Stored data
▬▬▬

//! casedesk - command-line front-end for the case-management backend.
//!
//! A thin wrapper over the `casedesk` library. The session is kept in a
//! file under the user's data directory so it survives between runs.

mod cli;
mod commands;
mod output;
mod session;

use anyhow::Result;
use clap::Parser;
use tracing_subscriber::{EnvFilter, fmt, prelude::*};

use cli::Cli;

#[tokio::main]
async fn main() -> Result<()> {
    let cli = Cli::parse();

    init_logging(cli.verbose, cli.json_logs);

    let client = session::open(&cli)?;
    commands::handle(cli.command, &client).await
}

fn init_logging(verbosity: u8, json: bool) {
    let filter = match verbosity {
        0 => "warn",
        1 => "info",
        2 => "debug",
        _ => "trace",
    };

    let filter = EnvFilter::try_from_default_env().unwrap_or_else(|_| EnvFilter::new(filter));

    if json {
        tracing_subscriber::registry()
            .with(filter)
            .with(fmt::layer().json().with_writer(std::io::stderr))
            .init();
    } else {
        tracing_subscriber::registry()
            .with(filter)
            .with(fmt::layer().with_target(false).with_writer(std::io::stderr))
            .init();
    }
}
//! Top-level client handle.

use std::sync::Arc;

use crate::api::Api;
use crate::auth::{CredentialStore, SessionContext};
use crate::config::ClientConfig;
use crate::error::Error;
use crate::gateway::Gateway;
use crate::router::Navigator;
use crate::store::{
    AuthStore, CasesStore, DocumentsStore, EventsStore, LegalActsStore, PersonsStore,
};

/// A configured gateway plus constructors for the wrappers and stores
/// built on it. Cheap to clone.
#[derive(Debug, Clone)]
pub struct Client {
    gateway: Gateway,
}

impl Client {
    pub fn new(
        config: &ClientConfig,
        session: SessionContext,
        navigator: Arc<dyn Navigator>,
    ) -> Self {
        Self {
            gateway: Gateway::new(config, session, navigator),
        }
    }

    /// Restore the session held in `store` and build a client over it.
    ///
    /// # Errors
    ///
    /// Returns an error if the store cannot be read.
    pub fn restore(
        config: &ClientConfig,
        store: Arc<dyn CredentialStore>,
        navigator: Arc<dyn Navigator>,
    ) -> Result<Self, Error> {
        let session = SessionContext::restore(store)?;
        Ok(Self::new(config, session, navigator))
    }

    pub fn gateway(&self) -> &Gateway {
        &self.gateway
    }

    pub fn session(&self) -> &SessionContext {
        self.gateway.session()
    }

    /// The per-resource request wrappers.
    pub fn api(&self) -> Api<'_> {
        Api::new(&self.gateway)
    }

    pub fn auth_store(&self) -> AuthStore {
        AuthStore::new(self.gateway.clone())
    }

    pub fn cases_store(&self) -> CasesStore {
        CasesStore::new(self.gateway.clone())
    }

    pub fn documents_store(&self) -> DocumentsStore {
        DocumentsStore::new(self.gateway.clone())
    }

    pub fn persons_store(&self) -> PersonsStore {
        PersonsStore::new(self.gateway.clone())
    }

    pub fn events_store(&self) -> EventsStore {
        EventsStore::new(self.gateway.clone())
    }

    pub fn legal_acts_store(&self) -> LegalActsStore {
        LegalActsStore::new(self.gateway.clone())
    }
}
//! Client-side state stores.
//!
//! A store caches what the backend returned (a page of items, the item
//! being viewed, pagination) together with the state of the last request.
//! Failures are recorded as a message fit for display and then returned
//! to the caller unchanged.

mod auth;
mod cases;
mod documents;
mod resource;
mod state;

pub use auth::AuthStore;
pub use cases::CasesStore;
pub use documents::DocumentsStore;
pub use resource::ResourceStore;
pub use state::RequestState;

use crate::api::{Events, LegalActs, Persons};

pub type PersonsStore = ResourceStore<Persons>;
pub type EventsStore = ResourceStore<Events>;
pub type LegalActsStore = ResourceStore<LegalActs>;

▬▬▬

— WHAT TO WORK ON —
Which lines run from the one containing "the caller unchanged." to the end of the data? Output them exactly, with nothing added.

— WORKED SOLUTION —
//! to the caller unchanged.

mod auth;
mod cases;
mod documents;
mod resource;
mod state;

pub use auth::AuthStore;
pub use cases::CasesStore;
pub use documents::DocumentsStore;
pub use resource::ResourceStore;
pub use state::RequestState;

use crate::api::{Events, LegalActs, Persons};

pub type PersonsStore = ResourceStore<Persons>;
pub type EventsStore = ResourceStore<Events>;
pub type LegalActsStore = ResourceStore<LegalActs>;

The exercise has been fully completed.